YOUR GOAL: Please return all lines in the listing holding the word "codes".

RECORDS FOR THIS EXERCISE:
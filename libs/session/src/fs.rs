use std::{io, path::Path, sync::Arc};

use async_trait::async_trait;

/// Filesystem operations the cleaner needs.
#[async_trait]
pub trait SessionFs: Send + Sync {
    async fn exists(&self, path: &Path) -> io::Result<bool>;
    /// Recursive forced removal: directories with their contents, or a plain file.
    async fn remove_all(&self, path: &Path) -> io::Result<()>;
}

pub type SharedSessionFs = Arc<dyn SessionFs>;

#[derive(Debug, Default, Clone, Copy)]
pub struct LocalFs;

#[async_trait]
impl SessionFs for LocalFs {
    async fn exists(&self, path: &Path) -> io::Result<bool> {
        tokio::fs::try_exists(path).await
    }

    async fn remove_all(&self, path: &Path) -> io::Result<()> {
        let metadata = tokio::fs::symlink_metadata(path).await?;
        if metadata.is_dir() {
            tokio::fs::remove_dir_all(path).await
        } else {
            tokio::fs::remove_file(path).await
        }
    }
}
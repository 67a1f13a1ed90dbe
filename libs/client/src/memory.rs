//! In-memory client used by tests and the `memory` driver mode.
//!
//! Records every call, serves canned chats and contacts, and can be told to
//! reject operations. `initialize` reports `Ready` (or a QR code, when one is
//! configured) on the event channel like a real client would.

use std::sync::Arc;

use async_trait::async_trait;
use tokio::sync::Mutex;
use tracing::{info, warn};

use crate::{
    Chat, ClientError, ClientEvent, Contact, EventSender, MessageContent, MessagingClient,
    SendOptions, SentMessage,
};

#[derive(Debug, Clone, PartialEq)]
pub enum ClientCall {
    Initialize,
    Destroy,
    SendMessage {
        chat_id: String,
        content: MessageContent,
        options: SendOptions,
    },
    GetChats,
    GetContacts,
    GetContactById(String),
}

#[derive(Default)]
struct MemoryState {
    calls: Vec<ClientCall>,
    chats: Vec<Chat>,
    contacts: Vec<Contact>,
    pairing_code: Option<String>,
    request_failure: Option<String>,
    destroy_failure: Option<String>,
    sent: u64,
}

#[derive(Clone)]
pub struct InMemoryClient {
    events: EventSender,
    state: Arc<Mutex<MemoryState>>,
}

impl InMemoryClient {
    pub fn new(events: EventSender) -> Self {
        Self {
            events,
            state: Arc::new(Mutex::new(MemoryState::default())),
        }
    }

    pub async fn with_chats(self, chats: Vec<Chat>) -> Self {
        self.state.lock().await.chats = chats;
        self
    }

    pub async fn with_contacts(self, contacts: Vec<Contact>) -> Self {
        self.state.lock().await.contacts = contacts;
        self
    }

    /// Makes `initialize` report a QR code instead of `Ready`.
    pub async fn with_pairing_code(self, code: impl Into<String>) -> Self {
        self.state.lock().await.pairing_code = Some(code.into());
        self
    }

    /// Rejects every send and lookup with `message` until cleared.
    pub async fn fail_requests(&self, message: Option<String>) {
        self.state.lock().await.request_failure = message;
    }

    /// Rejects `destroy` with `message` until cleared.
    pub async fn fail_destroy(&self, message: Option<String>) {
        self.state.lock().await.destroy_failure = message;
    }

    pub async fn calls(&self) -> Vec<ClientCall> {
        self.state.lock().await.calls.clone()
    }

    pub async fn take_calls(&self) -> Vec<ClientCall> {
        std::mem::take(&mut self.state.lock().await.calls)
    }

    /// Pushes an event as if the remote side had produced it.
    pub async fn emit(&self, event: ClientEvent) {
        if self.events.send(event).await.is_err() {
            warn!("client event receiver dropped");
        }
    }

    async fn record(&self, call: ClientCall) -> Result<(), ClientError> {
        let mut state = self.state.lock().await;
        state.calls.push(call);
        match &state.request_failure {
            Some(message) => Err(ClientError::rejected(message.clone())),
            None => Ok(()),
        }
    }
}

#[async_trait]
impl MessagingClient for InMemoryClient {
    async fn initialize(&self) -> Result<(), ClientError> {
        let event = {
            let mut state = self.state.lock().await;
            state.calls.push(ClientCall::Initialize);
            match &state.pairing_code {
                Some(code) => ClientEvent::Qr { code: code.clone() },
                None => ClientEvent::Ready,
            }
        };
        // never block the caller, which may be the task draining this channel
        if let Err(err) = self.events.try_send(event) {
            warn!(error = %err, "dropping in-memory client event");
        }
        Ok(())
    }

    async fn destroy(&self) -> Result<(), ClientError> {
        let mut state = self.state.lock().await;
        state.calls.push(ClientCall::Destroy);
        match &state.destroy_failure {
            Some(message) => Err(ClientError::rejected(message.clone())),
            None => Ok(()),
        }
    }

    async fn send_message(
        &self,
        chat_id: &str,
        content: MessageContent,
        options: SendOptions,
    ) -> Result<SentMessage, ClientError> {
        info!(chat_id, kind = content.kind(), "in-memory client accepted message");
        self.record(ClientCall::SendMessage {
            chat_id: chat_id.to_string(),
            content,
            options,
        })
        .await?;
        let mut state = self.state.lock().await;
        state.sent += 1;
        Ok(SentMessage {
            id: Some(format!("mem-{}", state.sent)),
            timestamp: None,
        })
    }

    async fn get_chats(&self) -> Result<Vec<Chat>, ClientError> {
        self.record(ClientCall::GetChats).await?;
        Ok(self.state.lock().await.chats.clone())
    }

    async fn get_contacts(&self) -> Result<Vec<Contact>, ClientError> {
        self.record(ClientCall::GetContacts).await?;
        Ok(self.state.lock().await.contacts.clone())
    }

    async fn get_contact_by_id(&self, contact_id: &str) -> Result<Contact, ClientError> {
        self.record(ClientCall::GetContactById(contact_id.to_string()))
            .await?;
        self.state
            .lock()
            .await
            .contacts
            .iter()
            .find(|contact| contact.id == contact_id)
            .cloned()
            .ok_or_else(|| ClientError::rejected(format!("contact {contact_id} not found")))
    }
}

#[cfg(test)]
mod tests {
    use super::*;
    use crate::event_channel;

    #[tokio::test]
    async fn initialize_reports_ready_without_pairing_code() {
        let (tx, mut rx) = event_channel();
        let client = InMemoryClient::new(tx);

        client.initialize().await.unwrap();

        assert_eq!(rx.recv().await, Some(ClientEvent::Ready));
        assert_eq!(client.calls().await, vec![ClientCall::Initialize]);
    }

    #[tokio::test]
    async fn initialize_reports_qr_when_pairing_required() {
        let (tx, mut rx) = event_channel();
        let client = InMemoryClient::new(tx).with_pairing_code("2@pair").await;

        client.initialize().await.unwrap();

        assert_eq!(
            rx.recv().await,
            Some(ClientEvent::Qr {
                code: "2@pair".into()
            })
        );
    }

    #[tokio::test]
    async fn injected_failure_rejects_but_still_records() {
        let (tx, _rx) = event_channel();
        let client = InMemoryClient::new(tx);
        client.fail_requests(Some("socket closed".into())).await;

        let err = client.get_chats().await.unwrap_err();

        assert_eq!(err.to_string(), "socket closed");
        assert_eq!(client.take_calls().await, vec![ClientCall::GetChats]);
        assert!(client.calls().await.is_empty());
    }
}
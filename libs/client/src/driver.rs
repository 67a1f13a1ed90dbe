//! HTTP client for an out-of-process WhatsApp Web driver.
//!
//! The driver owns the browser session and the session folder; the bridge
//! talks to it over a small JSON API and long-polls `/events` for lifecycle
//! events, which the pump forwards onto the bridge's event channel.

use std::{sync::Arc, time::Duration};

use async_trait::async_trait;
use reqwest::{Client, Response, Url};
use serde::{Deserialize, Serialize, de::DeserializeOwned};
use serde_json::Value;
use tokio::task::JoinHandle;
use tracing::{debug, warn};

use crate::{
    Chat, ClientError, ClientEvent, Contact, EventSender, MessageContent, MessagingClient,
    SendOptions, SentMessage, backoff,
};

pub const DEFAULT_DRIVER_URL: &str = "http://127.0.0.1:3000";
pub const DEFAULT_DRIVER_TIMEOUT: Duration = Duration::from_secs(60);

const IDLE_POLL_DELAY: Duration = Duration::from_millis(250);
const MAX_ERROR_BODY: usize = 512;

#[derive(Debug, Clone, PartialEq, Eq)]
pub struct DriverConfig {
    pub base_url: String,
    pub timeout: Duration,
}

impl Default for DriverConfig {
    fn default() -> Self {
        Self {
            base_url: DEFAULT_DRIVER_URL.to_string(),
            timeout: DEFAULT_DRIVER_TIMEOUT,
        }
    }
}

/// One page of driver events; `cursor` is passed back on the next poll.
#[derive(Debug, Clone, PartialEq)]
pub struct EventBatch {
    pub events: Vec<ClientEvent>,
    pub cursor: Option<u64>,
}

#[derive(Deserialize)]
struct RawEventBatch {
    #[serde(default)]
    events: Vec<Value>,
    #[serde(default)]
    cursor: Option<u64>,
}

#[derive(Serialize)]
#[serde(rename_all = "camelCase")]
struct SendRequest<'a> {
    chat_id: &'a str,
    content: &'a MessageContent,
    options: &'a SendOptions,
}

pub struct DriverClient {
    http: Client,
    base_url: Url,
}

impl DriverClient {
    pub fn new(config: &DriverConfig) -> Result<Self, ClientError> {
        let http = Client::builder()
            .user_agent(concat!("whatsapp-bridge/", env!("CARGO_PKG_VERSION")))
            .timeout(config.timeout)
            .build()?;
        Self::with_client(http, &config.base_url)
    }

    pub fn with_client(http: Client, base_url: &str) -> Result<Self, ClientError> {
        // endpoints are joined relative to the base, which needs a trailing slash
        let normalized = if base_url.ends_with('/') {
            base_url.to_string()
        } else {
            format!("{base_url}/")
        };
        let url = Url::parse(&normalized)
            .map_err(|err| ClientError::Config(format!("{base_url}: {err}")))?;
        if url.cannot_be_a_base() {
            return Err(ClientError::Config(format!("{base_url}: not a base url")));
        }
        Ok(Self {
            http,
            base_url: url,
        })
    }

    pub fn base_url(&self) -> &Url {
        &self.base_url
    }

    fn endpoint(&self, path: &str) -> Result<Url, ClientError> {
        self.base_url
            .join(path)
            .map_err(|err| ClientError::Config(err.to_string()))
    }

    /// Fetches the events queued after `cursor`. Events of unknown type are skipped.
    pub async fn poll_events(&self, cursor: Option<u64>) -> Result<EventBatch, ClientError> {
        let url = self.endpoint("events")?;
        let mut request = self.http.get(url);
        if let Some(cursor) = cursor {
            request = request.query(&[("cursor", cursor)]);
        }
        let response = request.send().await?;
        let raw: RawEventBatch = map_response("events", response).await?;

        let events = raw
            .events
            .into_iter()
            .filter_map(|value| match serde_json::from_value::<ClientEvent>(value) {
                Ok(event) => Some(event),
                Err(err) => {
                    warn!(error = %err, "skipping unrecognised driver event");
                    None
                }
            })
            .collect();
        Ok(EventBatch {
            events,
            cursor: raw.cursor.or(cursor),
        })
    }

    /// Forwards driver events onto `events` until the receiving side goes away.
    pub fn spawn_event_pump(self: Arc<Self>, events: EventSender) -> JoinHandle<()> {
        tokio::spawn(async move {
            let mut cursor = None;
            let mut failures = 0u32;
            loop {
                if events.is_closed() {
                    debug!("event receiver dropped; stopping driver event pump");
                    return;
                }
                match self.poll_events(cursor).await {
                    Ok(batch) => {
                        failures = 0;
                        cursor = batch.cursor;
                        if batch.events.is_empty() {
                            tokio::time::sleep(IDLE_POLL_DELAY).await;
                            continue;
                        }
                        for event in batch.events {
                            if events.send(event).await.is_err() {
                                debug!("event receiver dropped; stopping driver event pump");
                                return;
                            }
                        }
                    }
                    Err(err) => {
                        warn!(error = %err, failures, "failed to poll driver events");
                        backoff::sleep(failures).await;
                        failures = failures.saturating_add(1);
                    }
                }
            }
        })
    }

    async fn post_empty(&self, endpoint: &'static str) -> Result<(), ClientError> {
        let url = self.endpoint(endpoint)?;
        let response = self
            .http
            .post(url)
            .json(&serde_json::json!({}))
            .send()
            .await?;
        expect_success(endpoint, response).await
    }
}

#[async_trait]
impl MessagingClient for DriverClient {
    async fn initialize(&self) -> Result<(), ClientError> {
        self.post_empty("session/initialize").await
    }

    async fn destroy(&self) -> Result<(), ClientError> {
        self.post_empty("session/destroy").await
    }

    async fn send_message(
        &self,
        chat_id: &str,
        content: MessageContent,
        options: SendOptions,
    ) -> Result<SentMessage, ClientError> {
        debug!(chat_id, kind = content.kind(), "sending message through driver");
        let url = self.endpoint("messages")?;
        let response = self
            .http
            .post(url)
            .json(&SendRequest {
                chat_id,
                content: &content,
                options: &options,
            })
            .send()
            .await?;
        map_response("messages", response).await
    }

    async fn get_chats(&self) -> Result<Vec<Chat>, ClientError> {
        let response = self.http.get(self.endpoint("chats")?).send().await?;
        map_response("chats", response).await
    }

    async fn get_contacts(&self) -> Result<Vec<Contact>, ClientError> {
        let response = self.http.get(self.endpoint("contacts")?).send().await?;
        map_response("contacts", response).await
    }

    async fn get_contact_by_id(&self, contact_id: &str) -> Result<Contact, ClientError> {
        let mut url = self.endpoint("contacts")?;
        url.path_segments_mut()
            .map_err(|_| ClientError::Config("driver url cannot carry a path".into()))?
            .push(contact_id);
        let response = self.http.get(url).send().await?;
        map_response("contacts.get", response).await
    }
}

async fn map_response<T>(endpoint: &'static str, response: Response) -> Result<T, ClientError>
where
    T: DeserializeOwned,
{
    let response = check_status(endpoint, response).await?;
    response
        .json::<T>()
        .await
        .map_err(|err| ClientError::Decode(format!("{endpoint}: {err}")))
}

async fn expect_success(endpoint: &'static str, response: Response) -> Result<(), ClientError> {
    check_status(endpoint, response).await.map(|_| ())
}

async fn check_status(endpoint: &'static str, response: Response) -> Result<Response, ClientError> {
    let status = response.status();
    if status.is_success() {
        return Ok(response);
    }
    let body = response
        .text()
        .await
        .unwrap_or_else(|_| "<unreadable>".into());
    debug!(endpoint, %status, "driver request failed");
    Err(ClientError::Remote {
        status,
        message: remote_message(&body),
    })
}

/// Prefers the driver's `{"error": ...}` text, falling back to the raw body.
fn remote_message(body: &str) -> String {
    let message = serde_json::from_str::<Value>(body)
        .ok()
        .and_then(|value| {
            value
                .get("error")
                .or_else(|| value.get("message"))
                .and_then(Value::as_str)
                .map(str::to_string)
        })
        .unwrap_or_else(|| body.to_string());
    message.chars().take(MAX_ERROR_BODY).collect()
}
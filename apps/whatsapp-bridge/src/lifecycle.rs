//! Client lifecycle: one task consumes client events and drives pairing,
//! logout cleanup and reconnection.
//!
//! ```text
//! Initializing ──qr──► AwaitingAuth ──ready──► Ready
//!       ▲                                        │
//!       └──────── re-initialize ◄── Disconnected ◄┘
//! ```
//!
//! A `LOGOUT` disconnect tears the client down, wipes the session folder and
//! only then re-initializes, so a fresh QR pairing never contends with the
//! cleanup for the folder. Any other reason re-initializes on the existing
//! session. Nothing in here returns an error: failures are logged and the
//! manager keeps going.

use std::fmt;
use std::time::Duration;

use tokio::sync::watch;
use tracing::{error, info, warn};
use wab_client::{ClientEvent, DisconnectReason, EventReceiver, IncomingMessage, SharedClient};
use wab_session::SessionCleaner;

use crate::qr::SharedQrRenderer;
use crate::relay::SharedRelay;

/// Upper bound on one relay delivery; later events wait behind it.
pub const DEFAULT_RELAY_TIMEOUT: Duration = Duration::from_secs(10);

#[derive(Debug, Clone, Copy, PartialEq, Eq)]
pub enum LifecycleState {
    Initializing,
    AwaitingAuth,
    Ready,
    Disconnected,
}

impl LifecycleState {
    pub fn as_str(&self) -> &'static str {
        match self {
            LifecycleState::Initializing => "initializing",
            LifecycleState::AwaitingAuth => "awaiting_auth",
            LifecycleState::Ready => "ready",
            LifecycleState::Disconnected => "disconnected",
        }
    }
}

impl fmt::Display for LifecycleState {
    fn fmt(&self, f: &mut fmt::Formatter<'_>) -> fmt::Result {
        f.write_str(self.as_str())
    }
}

pub struct LifecycleManager {
    client: SharedClient,
    cleaner: SessionCleaner,
    qr: SharedQrRenderer,
    relay: Option<SharedRelay>,
    relay_timeout: Duration,
    state: watch::Sender<LifecycleState>,
}

impl LifecycleManager {
    pub fn new(client: SharedClient, cleaner: SessionCleaner, qr: SharedQrRenderer) -> Self {
        let (state, _) = watch::channel(LifecycleState::Initializing);
        Self {
            client,
            cleaner,
            qr,
            relay: None,
            relay_timeout: DEFAULT_RELAY_TIMEOUT,
            state,
        }
    }

    pub fn with_relay(mut self, relay: SharedRelay) -> Self {
        self.relay = Some(relay);
        self
    }

    pub fn with_relay_timeout(mut self, timeout: Duration) -> Self {
        self.relay_timeout = timeout;
        self
    }

    /// Observes state transitions; the HTTP layer reports it on `/healthz`.
    pub fn subscribe(&self) -> watch::Receiver<LifecycleState> {
        self.state.subscribe()
    }

    pub fn current(&self) -> LifecycleState {
        *self.state.borrow()
    }

    /// Initializes the client, then handles events until the channel closes.
    pub async fn run(self, mut events: EventReceiver) {
        self.initialize().await;
        while let Some(event) = events.recv().await {
            self.handle(event).await;
        }
        info!("client event stream closed; lifecycle manager stopping");
    }

    pub async fn handle(&self, event: ClientEvent) {
        match event {
            ClientEvent::Qr { code } => {
                self.qr.render(&code);
                self.transition(LifecycleState::AwaitingAuth);
            }
            ClientEvent::Ready => {
                info!("WhatsApp client is ready");
                self.transition(LifecycleState::Ready);
            }
            ClientEvent::Disconnected { reason } => self.on_disconnected(reason).await,
            ClientEvent::Message(message) => self.on_message(message).await,
        }
    }

    pub async fn initialize(&self) {
        self.transition(LifecycleState::Initializing);
        if let Err(err) = self.client.initialize().await {
            error!(error = %err, "failed to initialize WhatsApp client");
            self.transition(LifecycleState::Disconnected);
        }
    }

    async fn on_disconnected(&self, reason: DisconnectReason) {
        info!(%reason, "client disconnected");
        self.transition(LifecycleState::Disconnected);

        if reason.is_logout() {
            info!("client logged out; a new QR pairing will be required");
            match self.client.destroy().await {
                Ok(()) => {
                    info!("client terminated");
                    // the cleaner logs its own outcome
                    let _ = self.cleaner.clear().await;
                }
                Err(err) => {
                    error!(error = %err, "failed to terminate client; keeping session folder");
                }
            }
        }

        self.initialize().await;
    }

    async fn on_message(&self, message: IncomingMessage) {
        info!(from = %message.from, id = %message.id, body = %message.body, "received message");
        let Some(relay) = &self.relay else {
            return;
        };
        match tokio::time::timeout(self.relay_timeout, relay.relay(&message)).await {
            Ok(Ok(())) => {}
            Ok(Err(err)) => {
                warn!(error = %err, id = %message.id, "failed to relay inbound message");
            }
            Err(_) => {
                warn!(
                    id = %message.id,
                    timeout_ms = self.relay_timeout.as_millis() as u64,
                    "relaying inbound message timed out"
                );
            }
        }
    }

    fn transition(&self, next: LifecycleState) {
        let previous = self.state.send_replace(next);
        if previous != next {
            info!(from = %previous, to = %next, "client lifecycle transition");
        }
    }
}
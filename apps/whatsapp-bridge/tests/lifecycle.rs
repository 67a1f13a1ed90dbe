use std::sync::{Arc, Mutex};
use std::time::Duration;

use async_trait::async_trait;
use axum::{Router, http::StatusCode, routing::post};
use tempfile::TempDir;
use tokio::net::TcpListener;
use tracing_test::traced_test;
use wab_bridge::lifecycle::{LifecycleManager, LifecycleState};
use wab_bridge::qr::QrRenderer;
use wab_bridge::relay::{MessageRelay, RelayError, WebhookRelay};
use wab_client::{
    Chat, ClientCall, ClientError, ClientEvent, Contact, DisconnectReason, EventReceiver,
    InMemoryClient, IncomingMessage, MessageContent, MessagingClient, SendOptions, SentMessage,
    event_channel,
};
use wab_session::SessionCleaner;

#[derive(Default)]
struct RecordingQr {
    codes: Mutex<Vec<String>>,
}

impl QrRenderer for RecordingQr {
    fn render(&self, code: &str) {
        self.codes.lock().unwrap().push(code.to_string());
    }
}

#[derive(Default)]
struct RecordingRelay {
    relayed: Mutex<Vec<IncomingMessage>>,
}

#[async_trait]
impl MessageRelay for RecordingRelay {
    async fn relay(&self, message: &IncomingMessage) -> Result<(), RelayError> {
        self.relayed.lock().unwrap().push(message.clone());
        Ok(())
    }
}

struct Fixture {
    _dir: TempDir,
    session: std::path::PathBuf,
    client: Arc<InMemoryClient>,
    qr: Arc<RecordingQr>,
    manager: LifecycleManager,
    events: EventReceiver,
}

fn fixture() -> Fixture {
    let dir = tempfile::tempdir().unwrap();
    let session = dir.path().join("session");
    std::fs::create_dir_all(session.join("Default")).unwrap();
    std::fs::write(session.join("Default").join("Cookies"), b"opaque").unwrap();

    let (tx, events) = event_channel();
    let client = Arc::new(InMemoryClient::new(tx));
    let qr = Arc::new(RecordingQr::default());
    let cleaner = SessionCleaner::new(&session).with_backoff(Duration::from_millis(1));
    let manager = LifecycleManager::new(client.clone(), cleaner, qr.clone());
    Fixture {
        _dir: dir,
        session,
        client,
        qr,
        manager,
        events,
    }
}

fn disconnected(reason: &str) -> ClientEvent {
    ClientEvent::Disconnected {
        reason: DisconnectReason::from(reason.to_string()),
    }
}

#[tokio::test]
async fn logout_destroys_client_wipes_session_then_reinitializes() {
    let f = fixture();

    f.manager.handle(disconnected("LOGOUT")).await;

    assert!(!f.session.exists());
    assert_eq!(
        f.client.calls().await,
        vec![ClientCall::Destroy, ClientCall::Initialize]
    );
    assert_eq!(f.manager.current(), LifecycleState::Initializing);
}

#[tokio::test]
async fn other_disconnects_keep_the_session() {
    let f = fixture();

    f.manager.handle(disconnected("NAVIGATION")).await;

    assert!(f.session.join("Default").join("Cookies").exists());
    assert_eq!(f.client.calls().await, vec![ClientCall::Initialize]);
}

#[tokio::test]
async fn logout_match_is_exact() {
    let f = fixture();

    f.manager.handle(disconnected("logout")).await;

    assert!(f.session.exists());
    assert_eq!(f.client.calls().await, vec![ClientCall::Initialize]);
}

#[tokio::test]
#[traced_test]
async fn failed_destroy_keeps_session_but_still_reinitializes() {
    let f = fixture();
    f.client.fail_destroy(Some("browser crashed".into())).await;

    f.manager.handle(disconnected("LOGOUT")).await;

    assert!(f.session.exists());
    assert_eq!(
        f.client.calls().await,
        vec![ClientCall::Destroy, ClientCall::Initialize]
    );
    assert!(logs_contain("failed to terminate client"));
}

#[tokio::test]
async fn logout_with_missing_session_folder_still_reinitializes() {
    let f = fixture();
    std::fs::remove_dir_all(&f.session).unwrap();

    f.manager.handle(disconnected("LOGOUT")).await;

    assert_eq!(
        f.client.calls().await,
        vec![ClientCall::Destroy, ClientCall::Initialize]
    );
}

#[tokio::test]
async fn qr_is_rendered_and_awaits_auth() {
    let f = fixture();

    f.manager
        .handle(ClientEvent::Qr {
            code: "2@pairing-code".into(),
        })
        .await;

    assert_eq!(*f.qr.codes.lock().unwrap(), vec!["2@pairing-code"]);
    assert_eq!(f.manager.current(), LifecycleState::AwaitingAuth);

    f.manager.handle(ClientEvent::Ready).await;
    assert_eq!(f.manager.current(), LifecycleState::Ready);
}

#[tokio::test]
async fn inbound_messages_are_relayed() {
    let f = fixture();
    let relay = Arc::new(RecordingRelay::default());
    let manager = f.manager.with_relay(relay.clone());
    let message = IncomingMessage {
        id: "ABCD".into(),
        from: "15551234567@c.us".into(),
        body: "hello".into(),
        timestamp: Some(1_700_000_000),
        has_media: false,
    };

    manager.handle(ClientEvent::Message(message.clone())).await;

    assert_eq!(*relay.relayed.lock().unwrap(), vec![message]);
    assert!(f.client.calls().await.is_empty());
}

#[tokio::test]
async fn run_initializes_then_follows_events() {
    let f = fixture();
    let mut state = f.manager.subscribe();

    let task = tokio::spawn(f.manager.run(f.events));

    tokio::time::timeout(
        Duration::from_secs(5),
        state.wait_for(|s| *s == LifecycleState::Ready),
    )
    .await
    .expect("client should become ready")
    .unwrap();
    assert_eq!(f.client.calls().await, vec![ClientCall::Initialize]);

    f.client.emit(disconnected("LOGOUT")).await;
    tokio::time::timeout(Duration::from_secs(5), async {
        while f.session.exists() || f.client.calls().await.len() < 3 {
            tokio::time::sleep(Duration::from_millis(5)).await;
        }
    })
    .await
    .expect("logout should be handled");
    assert_eq!(
        f.client.calls().await,
        vec![
            ClientCall::Initialize,
            ClientCall::Destroy,
            ClientCall::Initialize
        ]
    );

    task.abort();
}

/// Notes whether the session folder is still on disk each time `initialize` runs.
struct FolderCheckingClient {
    inner: InMemoryClient,
    session: std::path::PathBuf,
    folder_at_initialize: Mutex<Vec<bool>>,
}

#[async_trait]
impl MessagingClient for FolderCheckingClient {
    async fn initialize(&self) -> Result<(), ClientError> {
        self.folder_at_initialize
            .lock()
            .unwrap()
            .push(self.session.exists());
        self.inner.initialize().await
    }

    async fn destroy(&self) -> Result<(), ClientError> {
        self.inner.destroy().await
    }

    async fn send_message(
        &self,
        chat_id: &str,
        content: MessageContent,
        options: SendOptions,
    ) -> Result<SentMessage, ClientError> {
        self.inner.send_message(chat_id, content, options).await
    }

    async fn get_chats(&self) -> Result<Vec<Chat>, ClientError> {
        self.inner.get_chats().await
    }

    async fn get_contacts(&self) -> Result<Vec<Contact>, ClientError> {
        self.inner.get_contacts().await
    }

    async fn get_contact_by_id(&self, contact_id: &str) -> Result<Contact, ClientError> {
        self.inner.get_contact_by_id(contact_id).await
    }
}

#[tokio::test]
async fn session_is_gone_before_reinitialize_runs() {
    let f = fixture();
    let (tx, _events) = event_channel();
    let client = Arc::new(FolderCheckingClient {
        inner: InMemoryClient::new(tx),
        session: f.session.clone(),
        folder_at_initialize: Mutex::default(),
    });
    let cleaner = SessionCleaner::new(&f.session).with_backoff(Duration::from_millis(1));
    let manager = LifecycleManager::new(client.clone(), cleaner, f.qr.clone());

    manager.handle(disconnected("LOGOUT")).await;

    assert_eq!(*client.folder_at_initialize.lock().unwrap(), vec![false]);
    assert_eq!(
        client.inner.calls().await,
        vec![ClientCall::Destroy, ClientCall::Initialize]
    );
}

struct StalledRelay;

#[async_trait]
impl MessageRelay for StalledRelay {
    async fn relay(&self, _message: &IncomingMessage) -> Result<(), RelayError> {
        std::future::pending().await
    }
}

fn inbound() -> IncomingMessage {
    IncomingMessage {
        id: "ABCD".into(),
        from: "15551234567@c.us".into(),
        body: "hello".into(),
        timestamp: None,
        has_media: false,
    }
}

#[tokio::test]
async fn stalled_relay_does_not_block_reconnect() {
    let f = fixture();
    let manager = f
        .manager
        .with_relay(Arc::new(StalledRelay))
        .with_relay_timeout(Duration::from_millis(100));

    tokio::time::timeout(Duration::from_secs(5), async {
        manager.handle(ClientEvent::Message(inbound())).await;
        manager.handle(disconnected("NAVIGATION")).await;
    })
    .await
    .expect("events after a stalled relay should still be handled");

    assert_eq!(f.client.calls().await, vec![ClientCall::Initialize]);
}

#[tokio::test]
async fn unresponsive_webhook_does_not_block_reconnect() {
    let listener = TcpListener::bind("127.0.0.1:0").await.unwrap();
    let addr = listener.local_addr().unwrap();
    let router = Router::new().route(
        "/hook",
        post(|| async {
            tokio::time::sleep(Duration::from_secs(3600)).await;
            StatusCode::OK
        }),
    );
    tokio::spawn(async move {
        axum::serve(listener, router).await.unwrap();
    });

    let f = fixture();
    let relay = WebhookRelay::new(format!("http://{addr}/hook"), Duration::from_millis(200)).unwrap();
    let manager = f.manager.with_relay(Arc::new(relay));
    let task = tokio::spawn(manager.run(f.events));

    f.client.emit(ClientEvent::Message(inbound())).await;
    f.client.emit(disconnected("NAVIGATION")).await;

    tokio::time::timeout(Duration::from_secs(5), async {
        while f.client.calls().await.len() < 2 {
            tokio::time::sleep(Duration::from_millis(10)).await;
        }
    })
    .await
    .expect("reconnect should follow the stalled webhook");
    assert_eq!(
        f.client.calls().await,
        vec![ClientCall::Initialize, ClientCall::Initialize]
    );

    task.abort();
}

TASK SOLUTION:
    codes: Mutex<Vec<String>>,
        self.codes.lock().unwrap().push(code.to_string());
    assert_eq!(*f.qr.codes.lock().unwrap(), vec!["2@pairing-code"]);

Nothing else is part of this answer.